The funnel coming from trial courts remains huge and continues to be fed by inadequate legal representation for the poorest of defendants.

"With a few honourable exceptions, the legal aid panels are staffed by briefless barristers, people who are not good enough to have a private practice,” says Chaudhry. “Further, the extremely low remuneration (legal aid typically provides Rs 500 - 1500 for an entire trial, Rs 2,000 or so for an appeal in the high court) and the volumes of papers to read, are actually a disincentive to put in any hard work or research.

“Court clerks earn more for each case handled by a chamber.”

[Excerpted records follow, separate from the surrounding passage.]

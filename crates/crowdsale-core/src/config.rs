//! Engine configuration

use std::path::Path;

use crowdsale_types::{CrowdsaleError, CrowdsaleResult};
use serde::{Deserialize, Serialize};

const DAY_SECS: i64 = 24 * 60 * 60;

/// Engine configuration, loadable from TOML.
#[derive(Debug, Clone, Default, PartialEq, Eq, Serialize, Deserialize)]
#[serde(default)]
pub struct CrowdsaleConfig {
    pub limits: ProjectLimits,
    pub finalization: FinalizationConfig,
    pub audit: AuditConfig,
}

/// Bounds applied to `createProject` input.
#[derive(Debug, Clone, PartialEq, Eq, Serialize, Deserialize)]
#[serde(default)]
pub struct ProjectLimits {
    pub max_owners: usize,
    pub min_duration_secs: i64,
    pub max_duration_secs: i64,
    pub max_metadata_bytes: usize,
}

impl Default for ProjectLimits {
    fn default() -> Self {
        Self {
            max_owners: 32,
            min_duration_secs: 0,
            max_duration_secs: 365 * DAY_SECS,
            max_metadata_bytes: 4096,
        }
    }
}

#[derive(Debug, Clone, Default, PartialEq, Eq, Serialize, Deserialize)]
#[serde(default)]
pub struct FinalizationConfig {
    /// Reject `finalize` until the campaign deadline has passed.
    pub require_deadline_passed: bool,
}

#[derive(Debug, Clone, PartialEq, Eq, Serialize, Deserialize)]
#[serde(default)]
pub struct AuditConfig {
    pub enabled: bool,
}

impl Default for AuditConfig {
    fn default() -> Self {
        Self { enabled: true }
    }
}

impl CrowdsaleConfig {
    /// Load configuration from a TOML file. A missing file yields defaults.
    pub fn load(path: Option<&Path>) -> CrowdsaleResult<Self> {
        let Some(path) = path else {
            return Ok(Self::default());
        };
        if !path.exists() {
            return Ok(Self::default());
        }

        let contents = std::fs::read_to_string(path).map_err(|e| {
            CrowdsaleError::Config(format!("cannot read {}: {}", path.display(), e))
        })?;
        Self::from_toml_str(&contents)
    }

    pub fn from_toml_str(contents: &str) -> CrowdsaleResult<Self> {
        let config: CrowdsaleConfig =
            toml::from_str(contents).map_err(|e| CrowdsaleError::Config(e.to_string()))?;
        config.validate()?;
        Ok(config)
    }

    pub fn validate(&self) -> CrowdsaleResult<()> {
        let limits = &self.limits;
        if limits.max_owners == 0 {
            return Err(CrowdsaleError::Config(
                "limits.max_owners must be at least 1".into(),
            ));
        }
        if limits.min_duration_secs < 0 || limits.min_duration_secs > limits.max_duration_secs {
            return Err(CrowdsaleError::Config(format!(
                "invalid duration bounds [{}, {}]",
                limits.min_duration_secs, limits.max_duration_secs
            )));
        }
        Ok(())
    }
}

On top of that trial court judges are not immune to the rhetoric coming from the apex and high courts, nor necessarily insulated from a media frenzy and public opinion.

Rarities

“There's sort of a fight back by 'hanging judges' who may feel that the Sathasivam period brought unncessary relief to those who they believe did not deserve it,” argues Gonsalves about what he calls a “wrong” and “very narrow view”. “The Supreme Court has swung so far into the realm of conservatism and regression that we've gone backwards many many years, if not decades.

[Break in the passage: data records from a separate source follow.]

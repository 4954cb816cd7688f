use std::collections::{BTreeMap, BTreeSet};

use chrono::{DateTime, Utc};
use crowdsale_types::{Address, Amount, CrowdsaleError, CrowdsaleResult, TxIndex, VaultId};
use serde::{Deserialize, Serialize};
use tracing::{debug, info, warn};

use crate::rail::{Payout, PayoutReason};

/// Lifecycle of a vault transaction.
#[derive(Clone, Copy, Debug, PartialEq, Eq, Serialize, Deserialize)]
#[serde(rename_all = "snake_case")]
pub enum TxStatus {
    /// Collecting confirmations.
    Pending,
    /// Value delivered to the destination. Immutable from here on.
    Executed,
    /// The submitting call was rolled back after its inline execution could not
    /// be delivered while later submissions already followed it. Inert.
    Voided,
}

/// An authorized withdrawal request in a vault's append-only log.
#[derive(Clone, Debug, PartialEq, Eq, Serialize, Deserialize)]
pub struct VaultTransaction {
    pub destination: Address,
    pub amount: Amount,
    pub submitted_by: Address,
    pub confirmed_by: BTreeSet<Address>,
    pub status: TxStatus,
    pub submitted_at: DateTime<Utc>,
    pub executed_at: Option<DateTime<Utc>>,
}

impl VaultTransaction {
    pub fn confirmations(&self) -> usize {
        self.confirmed_by.len()
    }

    pub fn is_executed(&self) -> bool {
        self.status == TxStatus::Executed
    }
}

/// Result of recording a confirmation (or a submission, which self-confirms).
#[derive(Clone, Debug, PartialEq, Eq)]
pub struct Confirmation {
    pub tx: TxIndex,
    pub confirmations: usize,
    pub required: usize,
    /// Present when this confirmation reached the threshold and the transaction
    /// was executed. The payout still has to be delivered by the caller.
    pub payout: Option<Payout>,
}

/// Capability to open a vault's release gate.
///
/// Issued once when the vault is opened and held by the owning project's
/// record. Not `Clone`: opening the gate consumes it, so the gate can only be
/// flipped once and never by vault owners.
#[derive(Debug)]
pub struct ReleaseKey {
    vault: VaultId,
}

impl ReleaseKey {
    /// Re-issue the key for a vault restored from a snapshot while still locked.
    pub(crate) fn reissue(vault: VaultId) -> Self {
        Self { vault }
    }

    pub fn vault(&self) -> VaultId {
        self.vault
    }
}

/// Escrow vault holding the value raised by exactly one project.
///
/// The vault knows nothing about goals or deadlines. It tracks:
/// - a mirrored deposit ledger (who put value in),
/// - the held balance (what is still in custody),
/// - an immutable owner set and confirmation threshold (N-of-M),
/// - a one-way release gate,
/// - an append-only transaction log.
///
/// All mutators are crate-private; external callers reach them only through
/// the engine's operations.
#[derive(Clone, Debug, PartialEq, Eq, Serialize, Deserialize)]
pub struct EscrowVault {
    id: VaultId,
    owners: Vec<Address>,
    required: usize,
    deposits: BTreeMap<Address, Amount>,
    balance: Amount,
    released: bool,
    transactions: Vec<VaultTransaction>,
}

impl EscrowVault {
    /// Open a locked vault, returning the key that can later release it.
    pub(crate) fn open(
        owners: Vec<Address>,
        required: usize,
    ) -> CrowdsaleResult<(Self, ReleaseKey)> {
        if owners.is_empty() {
            return Err(CrowdsaleError::NoOwners);
        }

        let mut seen = BTreeSet::new();
        for owner in &owners {
            if !seen.insert(owner) {
                return Err(CrowdsaleError::DuplicateOwner(owner.clone()));
            }
        }

        if required == 0 || required > owners.len() {
            return Err(CrowdsaleError::InvalidThreshold {
                required,
                owners: owners.len(),
            });
        }

        let id = VaultId::new();
        let vault = Self {
            id,
            owners,
            required,
            deposits: BTreeMap::new(),
            balance: 0,
            released: false,
            transactions: Vec::new(),
        };
        Ok((vault, ReleaseKey { vault: id }))
    }

    pub fn id(&self) -> VaultId {
        self.id
    }

    pub fn owners(&self) -> &[Address] {
        &self.owners
    }

    pub fn is_owner(&self, address: &Address) -> bool {
        self.owners.iter().any(|owner| owner == address)
    }

    /// Confirmation threshold.
    pub fn required(&self) -> usize {
        self.required
    }

    pub fn is_released(&self) -> bool {
        self.released
    }

    /// Value currently held in custody.
    pub fn balance(&self) -> Amount {
        self.balance
    }

    /// Mirrored deposit of `address`; zero for unknown depositors.
    pub fn deposits_of(&self, address: &Address) -> Amount {
        self.deposits.get(address).copied().unwrap_or(0)
    }

    pub fn deposits(&self) -> &BTreeMap<Address, Amount> {
        &self.deposits
    }

    pub fn transactions(&self) -> &[VaultTransaction] {
        &self.transactions
    }

    pub fn transaction_count(&self) -> usize {
        self.transactions.len()
    }

    pub fn transaction(&self, tx: TxIndex) -> CrowdsaleResult<&VaultTransaction> {
        self.transactions
            .get(tx.0)
            .ok_or(CrowdsaleError::TransactionNotFound { vault: self.id, tx })
    }

    pub fn confirmations(&self, tx: TxIndex) -> CrowdsaleResult<usize> {
        Ok(self.transaction(tx)?.confirmations())
    }

    pub fn is_confirmed_by(&self, tx: TxIndex, owner: &Address) -> CrowdsaleResult<bool> {
        Ok(self.transaction(tx)?.confirmed_by.contains(owner))
    }

    /// Sum of all executed withdrawals.
    pub fn total_withdrawn(&self) -> Amount {
        self.transactions
            .iter()
            .filter(|t| t.is_executed())
            .map(|t| t.amount)
            .sum()
    }

    // ── Custody ──────────────────────────────────────────────────────

    /// Take `amount` into custody on behalf of `depositor`.
    pub(crate) fn record_deposit(
        &mut self,
        depositor: &Address,
        amount: Amount,
    ) -> CrowdsaleResult<Amount> {
        let deposited = self
            .deposits_of(depositor)
            .checked_add(amount)
            .ok_or_else(|| CrowdsaleError::overflow("vault deposit"))?;
        let balance = self
            .balance
            .checked_add(amount)
            .ok_or_else(|| CrowdsaleError::overflow("vault balance"))?;

        self.deposits.insert(depositor.clone(), deposited);
        self.balance = balance;
        Ok(deposited)
    }

    /// Undo a deposit recorded in the same operation.
    pub(crate) fn unrecord_deposit(&mut self, depositor: &Address, amount: Amount) {
        let remaining = self.deposits_of(depositor).saturating_sub(amount);
        if remaining == 0 {
            self.deposits.remove(depositor);
        } else {
            self.deposits.insert(depositor.clone(), remaining);
        }
        self.balance = self.balance.saturating_sub(amount);
    }

    /// Zero `depositor`'s mirrored deposit and release it from custody.
    ///
    /// Only possible while the gate is closed: once released, custody belongs to
    /// the owners' withdrawal workflow.
    pub(crate) fn refund_deposit(&mut self, depositor: &Address) -> CrowdsaleResult<Amount> {
        if self.released {
            return Err(CrowdsaleError::VaultReleased { vault: self.id });
        }
        let amount = self.deposits_of(depositor);
        if amount > self.balance {
            return Err(CrowdsaleError::Backend(format!(
                "{} holds {} but owes {} to {}",
                self.id, self.balance, amount, depositor
            )));
        }
        self.deposits.remove(depositor);
        self.balance -= amount;
        Ok(amount)
    }

    /// Put back a refunded deposit whose delivery failed.
    pub(crate) fn restore_deposit(&mut self, depositor: &Address, amount: Amount) {
        let restored = self.deposits_of(depositor).saturating_add(amount);
        self.deposits.insert(depositor.clone(), restored);
        self.balance = self.balance.saturating_add(amount);
    }

    // ── Release gate ─────────────────────────────────────────────────

    /// Open the release gate. One-way; consumes the key.
    pub(crate) fn release(&mut self, key: ReleaseKey) -> CrowdsaleResult<()> {
        if key.vault != self.id {
            return Err(CrowdsaleError::ForeignReleaseKey { vault: self.id });
        }
        self.released = true;
        info!(vault = %self.id, balance = self.balance, "Vault release gate opened");
        Ok(())
    }

    // ── Multisig workflow ────────────────────────────────────────────

    /// Append a withdrawal request. The submitter counts as its first
    /// confirmation, so a 1-of-M vault executes on submission.
    pub(crate) fn submit_transaction(
        &mut self,
        caller: &Address,
        destination: Address,
        amount: Amount,
        now: DateTime<Utc>,
    ) -> CrowdsaleResult<Confirmation> {
        self.ensure_owner(caller)?;
        self.ensure_released()?;

        if amount == 0 {
            return Err(CrowdsaleError::ZeroAmount);
        }
        if amount > self.balance {
            return Err(CrowdsaleError::AmountExceedsBalance {
                requested: amount,
                available: self.balance,
            });
        }

        let tx = TxIndex(self.transactions.len());
        self.transactions.push(VaultTransaction {
            destination: destination.clone(),
            amount,
            submitted_by: caller.clone(),
            confirmed_by: BTreeSet::from([caller.clone()]),
            status: TxStatus::Pending,
            submitted_at: now,
            executed_at: None,
        });

        debug!(
            vault = %self.id,
            tx = %tx,
            submitter = %caller,
            destination = %destination,
            amount = amount,
            "Vault transaction submitted"
        );

        let payout = if self.required <= 1 {
            Some(self.execute(tx, now))
        } else {
            None
        };

        Ok(Confirmation {
            tx,
            confirmations: 1,
            required: self.required,
            payout,
        })
    }

    /// Add `caller`'s confirmation, executing the transaction when the
    /// threshold is reached.
    pub(crate) fn confirm_transaction(
        &mut self,
        caller: &Address,
        tx: TxIndex,
        now: DateTime<Utc>,
    ) -> CrowdsaleResult<Confirmation> {
        self.ensure_owner(caller)?;
        self.ensure_released()?;

        let record = self.ensure_pending(tx)?;
        if record.confirmed_by.contains(caller) {
            return Err(CrowdsaleError::AlreadyConfirmed {
                vault: self.id,
                tx,
                owner: caller.clone(),
            });
        }

        let confirmations = record.confirmations() + 1;
        let reaches_threshold = confirmations >= self.required;
        // Execution must be possible before anything is committed.
        if reaches_threshold && record.amount > self.balance {
            return Err(CrowdsaleError::AmountExceedsBalance {
                requested: record.amount,
                available: self.balance,
            });
        }

        self.transactions[tx.0].confirmed_by.insert(caller.clone());
        debug!(
            vault = %self.id,
            tx = %tx,
            owner = %caller,
            confirmations = confirmations,
            required = self.required,
            "Vault transaction confirmed"
        );

        let payout = if reaches_threshold {
            Some(self.execute(tx, now))
        } else {
            None
        };

        Ok(Confirmation {
            tx,
            confirmations,
            required: self.required,
            payout,
        })
    }

    /// Commit the execution effects. Callers have checked status and balance.
    fn execute(&mut self, tx: TxIndex, now: DateTime<Utc>) -> Payout {
        let record = &mut self.transactions[tx.0];
        record.status = TxStatus::Executed;
        record.executed_at = Some(now);
        self.balance -= record.amount;

        info!(
            vault = %self.id,
            tx = %tx,
            destination = %record.destination,
            amount = record.amount,
            remaining = self.balance,
            "Vault transaction executed"
        );

        Payout {
            destination: record.destination.clone(),
            amount: record.amount,
            reason: PayoutReason::VaultExecution { vault: self.id, tx },
        }
    }

    // ── Rollback ─────────────────────────────────────────────────────

    /// Return an executed transaction to pending and put its amount back.
    pub(crate) fn revert_execution(&mut self, tx: TxIndex) {
        let Some(record) = self.transactions.get_mut(tx.0) else {
            return;
        };
        if record.status != TxStatus::Executed {
            return;
        }
        record.status = TxStatus::Pending;
        record.executed_at = None;
        self.balance = self.balance.saturating_add(record.amount);
        warn!(vault = %self.id, tx = %tx, "Vault execution reverted");
    }

    pub(crate) fn withdraw_confirmation(&mut self, tx: TxIndex, owner: &Address) {
        if let Some(record) = self.transactions.get_mut(tx.0) {
            record.confirmed_by.remove(owner);
        }
    }

    /// Roll back a submission and revert any execution.
    ///
    /// A record that is still the tail of the log is removed outright. One
    /// with later submissions behind it stays in place as an inert `Voided`
    /// entry so those indices keep pointing at the same requests.
    pub(crate) fn void_transaction(&mut self, tx: TxIndex) {
        self.revert_execution(tx);
        if tx.0 + 1 == self.transactions.len() {
            self.transactions.pop();
            debug!(vault = %self.id, tx = %tx, "Vault submission removed");
        } else if let Some(record) = self.transactions.get_mut(tx.0) {
            record.confirmed_by.clear();
            record.status = TxStatus::Voided;
            debug!(vault = %self.id, tx = %tx, "Vault submission voided");
        }
    }

    // ── Guards ───────────────────────────────────────────────────────

    fn ensure_owner(&self, caller: &Address) -> CrowdsaleResult<()> {
        if !self.is_owner(caller) {
            warn!(vault = %self.id, caller = %caller, "Non-owner attempted vault operation");
            return Err(CrowdsaleError::NotOwner {
                caller: caller.clone(),
                vault: self.id,
            });
        }
        Ok(())
    }

    fn ensure_released(&self) -> CrowdsaleResult<()> {
        if !self.released {
            return Err(CrowdsaleError::VaultLocked { vault: self.id });
        }
        Ok(())
    }

    fn ensure_pending(&self, tx: TxIndex) -> CrowdsaleResult<&VaultTransaction> {
        let record = self.transaction(tx)?;
        match record.status {
            TxStatus::Pending => Ok(record),
            TxStatus::Executed => Err(CrowdsaleError::AlreadyExecuted { vault: self.id, tx }),
            TxStatus::Voided => Err(CrowdsaleError::TransactionVoided { vault: self.id, tx }),
        }
    }
}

“Now you have a series of death sentences being delivered by the Supreme Court with not even an elementary understanding of the 'rarest of the rare'.”

The oft-cited 'rarest of rare' criterion was crystallised in a majority judgment by a five-judge Supreme Court constitution bench in the Bachan Singh vs State Of Punjab case in 1980 (Justice PN Bhagwati, solely dissenting with the four other judges, held that the death penalty was unconstitutional because there weren't enough legislative guidelines and should therefore be struck down).

The four judges who wrote the majority judgment in the case did not go as far but stated that “judges should never be bloodthirsty”.

“A real and abiding concern for the dignity of human life postulates resistance to taking a life through law's instrumentality. That ought not to be done save in the rarest of rare cases when the alternative option is unquestionably foreclosed,” they wrote.

The bench also noted that “great weight” should be given to mitigating circumstances, even in the most heinous murder cases that would quality for the death penalty. However, complain Chaudhry and Gonsalves, a large number of courts are nowadays ignorant of such guidelines under which the “state shall by evidence prove that the accused” would constitute a “continuing threat to society” and can not be “reformed and rehabilitated”.

For defence lawyers, the oft-cited 'rarest of rare' test has therefore become a codeword for judicial unpredictability.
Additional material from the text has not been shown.